In general, these findings align with efforts by the USAF Family Advocacy Program to incorporate a community capacity building perspective in the design of prevention activities to reduce family maltreatment (Bowen et al. 2017; Mancini et al. 2006). This perspective embraces the importance of formal and informal social support mechanisms in strengthening families and increasing their resiliency in the face of adversity and challenges. In particular, attention is directed to consulting and working in full partnership with unit leadership (commanders, first sergeants, and front-line supervisors at the squadron and flight level) in support of a unit culture that promotes member and family safety and wellness, including support for activities that reduce social isolation and increase connection among unit members and families. An important focus is helping unit leaders identify (a) early indicators of member and family difficulty that might lead to maltreatment and (b) when and how to refer unit members and families to Family Advocacy Program outreach services when needed.

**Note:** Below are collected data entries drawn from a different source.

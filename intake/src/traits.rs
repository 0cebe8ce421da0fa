//! Service trait definitions for dependency injection

use async_trait::async_trait;

use crate::error::IntakeResult;
use crate::types::TranscriptFile;
use shared::{CourseGroup, RecommendationRequest};

/// Boundary to the external scoring backend. The backend is the sole
/// source of truth for parsing and ranking; implementations only move
/// data across the wire.
#[cfg_attr(test, mockall::automock)]
#[async_trait]
pub trait BackendApi: Send + Sync {
    /// Parse an uploaded transcript into completed course identifiers,
    /// in transcript order
    async fn parse_transcript(&self, transcript: &TranscriptFile) -> IntakeResult<Vec<String>>;

    /// Fetch ranked course groups for the given completed courses,
    /// department, and preference set
    async fn recommendations(
        &self,
        request: &RecommendationRequest,
    ) -> IntakeResult<Vec<CourseGroup>>;
}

A focus on unit outreach and direct engagement with unit leaders could help break down service delivery barriers and promote a stronger interface between unit leadership and Family Advocacy Program outreach staff in support of members and families, both individually and collectively.

Our results suggest that efforts to bolster social support among individuals perpetrating family maltreatment might actually, in some cases, directly reduce their intentions to seek formal services. Efforts to bolster social support might also indirectly reduce individuals’ intentions to seek formal services by strengthening their sense of community. This could be especially true among those who perceive high levels of practical barriers to accessing formal services. Although strong informal networks might serve individuals with problematic behavior well as a source of direct and indirect support, individuals with problematic behavior and strong informal networks might forgo formal services to prevent or assuage community concerns about their problematic behavior. This phenomenon would suggest important opportunities to engage in public awareness efforts and trainings to position well members of informal networks to guide individuals with problematic behavior toward formal services that could augment or supplement the support sought and received within their informal networks. Certainly, informal support can be valuable as it can yield a multitude of benefits for active-duty members (e.g., Welsh et al. 2015). We posit that some individuals, particularly those engaging in problematic behavior like family maltreatment perpetration, might benefit from both formal and informal sources of support.

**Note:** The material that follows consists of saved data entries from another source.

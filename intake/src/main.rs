//! Intake binary entry point
//!
//! Drives the intake workflow over stdin: start, upload a transcript,
//! review the parsed courses, toggle preferences, and print the ranked
//! recommendations the backend returns.

use std::io::{self, BufRead, Write};
use std::path::Path;
use std::time::Duration;

use clap::Parser;
use tracing_subscriber::EnvFilter;

use intake::{
    dashboard, ClientConfig, HttpBackendClient, Intake, IntakeResult, Session, Stage,
    TranscriptFile,
};
use shared::{Department, Preferences};

#[derive(Parser, Debug)]
#[command(name = "intake")]
#[command(about = "Course advisor intake workflow client")]
struct Args {
    /// Scoring backend base URL (overrides ADVISOR_API_URL)
    #[arg(long)]
    api_url: Option<String>,

    /// Request timeout in seconds (overrides ADVISOR_REQUEST_TIMEOUT_SECS)
    #[arg(long)]
    timeout_secs: Option<u64>,

    /// Log level (trace, debug, info, warn, error)
    #[arg(long, default_value = "warn")]
    log_level: String,
}

#[tokio::main]
async fn main() -> anyhow::Result<()> {
    let args = Args::parse();

    tracing_subscriber::fmt()
        .with_env_filter(
            EnvFilter::try_from_default_env().unwrap_or_else(|_| EnvFilter::new(&args.log_level)),
        )
        .init();

    let mut config = ClientConfig::from_env()?;
    if let Some(url) = args.api_url {
        config.api_base_url = url;
    }
    if let Some(secs) = args.timeout_secs {
        config.request_timeout = Duration::from_secs(secs);
    }

    let backend = HttpBackendClient::new(&config)?;
    let mut flow = Intake::new(backend);
    let mut prefs = Preferences::default();

    println!("Course advisor intake (backend: {})", config.api_base_url);
    println!("Type 'help' for commands.");

    let stdin = io::stdin();
    let mut lines = stdin.lock().lines();
    loop {
        print!("\n[{:?}] > ", flow.session().stage());
        io::stdout().flush()?;

        let Some(line) = lines.next() else { break };
        let line = line?;
        let mut parts = line.trim().splitn(2, ' ');
        let command = parts.next().unwrap_or("");
        let argument = parts.next().unwrap_or("").trim();

        let outcome = match command {
            "" => Ok(()),
            "help" => {
                print_help();
                Ok(())
            }
            "quit" | "exit" => break,
            "reset" => {
                flow.session_mut().reset();
                Ok(())
            }
            "back" => flow.session_mut().back(),
            "start" => flow.session_mut().start(),
            "file" => attach_file(flow.session_mut(), argument),
            "remove" => flow.session_mut().remove_transcript(),
            "dept" => set_department(flow.session_mut(), argument),
            "submit" => {
                let result = flow.submit_transcript().await;
                if result.is_ok() {
                    print_courses(flow.session());
                }
                result
            }
            "courses" => {
                print_courses(flow.session());
                Ok(())
            }
            "continue" => flow.session_mut().continue_to_preferences(),
            "prefs" => {
                print_prefs(&prefs);
                Ok(())
            }
            "toggle" => {
                if prefs.toggle(argument) {
                    print_prefs(&prefs);
                } else {
                    println!("Unknown flag: {argument}");
                }
                Ok(())
            }
            "generate" => {
                let result = flow.submit_preferences(prefs.clone()).await;
                if result.is_ok() {
                    print_results(flow.session());
                }
                result
            }
            "results" => {
                print_results(flow.session());
                Ok(())
            }
            other => {
                println!("Unknown command: {other} (try 'help')");
                Ok(())
            }
        };

        if let Err(e) = outcome {
            println!("{}", e.user_message());
        }
    }

    Ok(())
}

fn attach_file(session: &mut Session, argument: &str) -> IntakeResult<()> {
    if argument.is_empty() {
        println!("Usage: file <path-to-transcript.pdf>");
        return Ok(());
    }
    let file = TranscriptFile::from_path(Path::new(argument))?;
    session.attach_transcript(file)?;
    println!("Transcript loaded. 'submit' to parse it.");
    Ok(())
}

fn set_department(session: &mut Session, argument: &str) -> IntakeResult<()> {
    match Department::from_code(argument) {
        Some(department) => {
            session.set_department(department)?;
            println!("Department: {}", department.label());
        }
        None => println!("Usage: dept <CE|CSE>"),
    }
    Ok(())
}

fn print_help() {
    println!("Commands by stage:");
    println!("  Welcome:     start");
    println!("  Upload:      file <path> | remove | dept <CE|CSE> | submit");
    println!("  Review:      courses | continue");
    println!("  Preferences: prefs | toggle <flag> | generate");
    println!("  Results:     results");
    println!("  Anywhere:    back | reset | help | quit");
}

fn print_courses(session: &Session) {
    let courses = session.completed_courses();
    if courses.is_empty() {
        println!("No completed courses found on the transcript.");
        return;
    }
    println!("Completed courses ({}):", courses.len());
    for course in courses {
        println!("  {course}");
    }
}

fn print_prefs(prefs: &Preferences) {
    println!("Preferences (toggle <flag> to change):");
    for (name, enabled) in prefs.flags() {
        println!("  [{}] {name}", if enabled { "x" } else { " " });
    }
}

fn print_results(session: &Session) {
    if session.stage() != Stage::Results {
        println!("No recommendations yet. Finish the flow with 'generate'.");
        return;
    }

    let groups = session.recommendations();
    let summary = dashboard::summarize(groups);
    println!(
        "{} classes, {} professor matches",
        summary.visible_classes, summary.total_professors
    );
    if let Some(avg) = summary.average_match_score {
        println!("Average match score: {avg:.1}%");
    }
    if let Some(avg) = summary.average_rating {
        println!("Average rating: {avg:.1}/5");
    }

    for group in dashboard::visible_groups(groups) {
        println!("\n{} | {}", group.course_code, group.course_name);
        for (index, prof) in group.professors.iter().enumerate() {
            let marker = if dashboard::is_top_match(index) {
                " (top match)"
            } else {
                ""
            };
            let rating = if prof.is_rated() {
                format!("{:.1}/5", prof.rating)
            } else {
                "unrated".to_string()
            };
            println!(
                "  {}. {}{} | {:.0}% match | {} | {}",
                index + 1,
                prof.name,
                marker,
                prof.match_score,
                rating,
                prof.difficulty
            );
            let tags = dashboard::display_tags(prof);
            if !tags.is_empty() {
                println!("     {}", tags.join(", "));
            }
        }
    }
}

Importantly, increases in social support within this population appear to lower career stigma, lower unit-based stigma, and heighten a sense of community—intermediate outcomes that could yield other positive long-term outcomes for Airmen. Given the robust association between career stigma and intentions to seek services; especially among those who report high, and even average, levels of practical barriers, military leaders should endeavor to address career stigma. Efforts on this front might warrant not only attempts to shift the perceptions of active-duty members, but also attempts to confront the underlying systemic dynamics that produce career stigma in the first place (O'Donnell et al. 2018). Our results suggest that policies and practices aimed at cultivating social support among active-duty members could be beneficial on these fronts.

It will also be critical to work towards mitigating practical barriers, as some of the social-psychological correlates of help-seeking appear muted among those with easier access to formal services. Thus, addressing practical barriers could be a highly effective, albeit complex and costly, intervention strategy to facilitate the use of formal services among Airmen who self-report family maltreatment perpetration.